**Data provided**
use jira_relay_types::{basic_auth_header, normalize_domain};
use secrecy::{ExposeSecret, SecretString};

use crate::app_error::{AppError, AppResult};

/// Validated Jira credentials for a single relay call.
#[derive(Debug)]
pub struct Credentials {
    pub email: String,
    /// Normalized: no scheme, no trailing slash.
    pub domain: String,
    pub api_token: SecretString,
}

impl Credentials {
    /// Validate raw input. Every field must be non-empty after trimming.
    pub fn new(email: &str, domain: &str, api_token: &str) -> AppResult<Self> {
        let email = email.trim();
        let domain = normalize_domain(domain);
        if email.is_empty() || domain.is_empty() || api_token.trim().is_empty() {
            return Err(AppError::InvalidRequest);
        }

        Ok(Self {
            email: email.to_string(),
            domain,
            api_token: SecretString::new(api_token.into()),
        })
    }

    /// `Basic base64(email:apiToken)`, rebuilt on every call.
    pub fn auth_header(&self) -> SecretString {
        SecretString::new(basic_auth_header(&self.email, self.api_token.expose_secret()).into())
    }
}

**What you are asked to do**
Locate the word "into" in the data above. Copy every line carrying it.

**Task result**
            api_token: SecretString::new(api_token.into()),
        SecretString::new(basic_auth_header(&self.email, self.api_token.expose_secret()).into())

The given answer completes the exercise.